* Extracted entries
//! # Task Queue Server - Entry Point
//! src/main.rs
//!
//! Parsea la configuración, arranca el servidor y lo apaga en orden al
//! recibir Ctrl-C / SIGTERM.

use clap::Parser;
use task_queue_server::config::Config;
use task_queue_server::error::ServerError;
use task_queue_server::logging::init_logging;
use task_queue_server::server::Server;
use tracing::{error, info, warn};

fn main() {
    let config = Config::parse();
    init_logging(&config.log_level);

    if let Err(e) = run(config) {
        error!(error = %e, "Fatal error");
        std::process::exit(1);
    }
}

fn run(config: Config) -> Result<(), ServerError> {
    config.validate()?;
    info!("Task Queue Server v{}", env!("CARGO_PKG_VERSION"));
    config.print_summary();

    let server = Server::bind(&config)?;

    let shutdown = server.shutdown_handle();
    ctrlc::set_handler(move || {
        info!("Signal received, shutting down...");
        shutdown.trigger();
    })
    .map_err(|e| ServerError::Signal(e.to_string()))?;

    let report = server.run()?;
    if report.is_clean() {
        info!(workers = report.exited, "Server stopped cleanly");
    } else {
        warn!(
            exited = report.exited,
            still_running = report.still_running,
            "Server stopped with workers still running"
        );
    }
    Ok(())
}
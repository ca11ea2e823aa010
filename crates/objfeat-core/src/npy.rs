//! 1-D integer NumPy (`.npy`) arrays.
//!
//! Sentence counts and document offsets are small arrays written with
//! `numpy.save`, so they are read into memory in one go. `int64` is what
//! NumPy writes by default; `int32` arrays are widened.

use std::fs::File;
use std::io::BufWriter;
use std::path::Path;

use ndarray::Array1;
use ndarray_npy::{ReadNpyError, ReadNpyExt, WriteNpyExt};

use crate::error::{Error, Result};

/// Reads a 1-D integer array from an `.npy` file.
///
/// # Errors
///
/// Returns [`Error::Io`] if the file cannot be read and [`Error::Npy`] if it
/// is not a 1-D `int64`/`int32` array.
pub fn read_i64_array(path: &Path) -> Result<Vec<i64>> {
    let bytes = std::fs::read(path)?;
    parse_i64_array(&bytes).map_err(|e| match e {
        Error::Npy(msg) => Error::Npy(format!("{}: {msg}", path.display())),
        other => other,
    })
}

/// Parses a 1-D integer array from in-memory `.npy` bytes.
///
/// # Errors
///
/// Returns [`Error::Npy`] for a malformed or unsupported array.
pub fn parse_i64_array(bytes: &[u8]) -> Result<Vec<i64>> {
    match Array1::<i64>::read_npy(bytes) {
        Ok(array) => Ok(array.to_vec()),
        Err(ReadNpyError::WrongDescriptor(_)) => {
            let array = Array1::<i32>::read_npy(bytes).map_err(npy_error)?;
            Ok(array.iter().map(|&v| i64::from(v)).collect())
        }
        Err(e) => Err(npy_error(e)),
    }
}

/// Writes `values` as an `int64` `.npy` file.
///
/// Used to build sentence-count and offset fixtures.
///
/// # Errors
///
/// Returns [`Error::Io`] if the file cannot be created and [`Error::Npy`] on
/// write failure.
pub fn write_i64_array(path: &Path, values: &[i64]) -> Result<()> {
    let writer = BufWriter::new(File::create(path)?);
    Array1::from(values.to_vec())
        .write_npy(writer)
        .map_err(|e| Error::Npy(format!("{}: {e}", path.display())))
}

fn npy_error(e: ReadNpyError) -> Error {
    Error::Npy(e.to_string())
}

* Activity
All lines above from the one with "use ndarray::Array1;" to the one with "let array = Array1::<i32>::read_npy(bytes).map_err(npy_error)?;", inclusive, should be copied exactly, and no other lines.

* Response
use ndarray::Array1;
use ndarray_npy::{ReadNpyError, ReadNpyExt, WriteNpyExt};

use crate::error::{Error, Result};

/// Reads a 1-D integer array from an `.npy` file.
///
/// # Errors
///
/// Returns [`Error::Io`] if the file cannot be read and [`Error::Npy`] if it
/// is not a 1-D `int64`/`int32` array.
pub fn read_i64_array(path: &Path) -> Result<Vec<i64>> {
    let bytes = std::fs::read(path)?;
    parse_i64_array(&bytes).map_err(|e| match e {
        Error::Npy(msg) => Error::Npy(format!("{}: {msg}", path.display())),
        other => other,
    })
}

/// Parses a 1-D integer array from in-memory `.npy` bytes.
///
/// # Errors
///
/// Returns [`Error::Npy`] for a malformed or unsupported array.
pub fn parse_i64_array(bytes: &[u8]) -> Result<Vec<i64>> {
    match Array1::<i64>::read_npy(bytes) {
        Ok(array) => Ok(array.to_vec()),
        Err(ReadNpyError::WrongDescriptor(_)) => {
            let array = Array1::<i32>::read_npy(bytes).map_err(npy_error)?;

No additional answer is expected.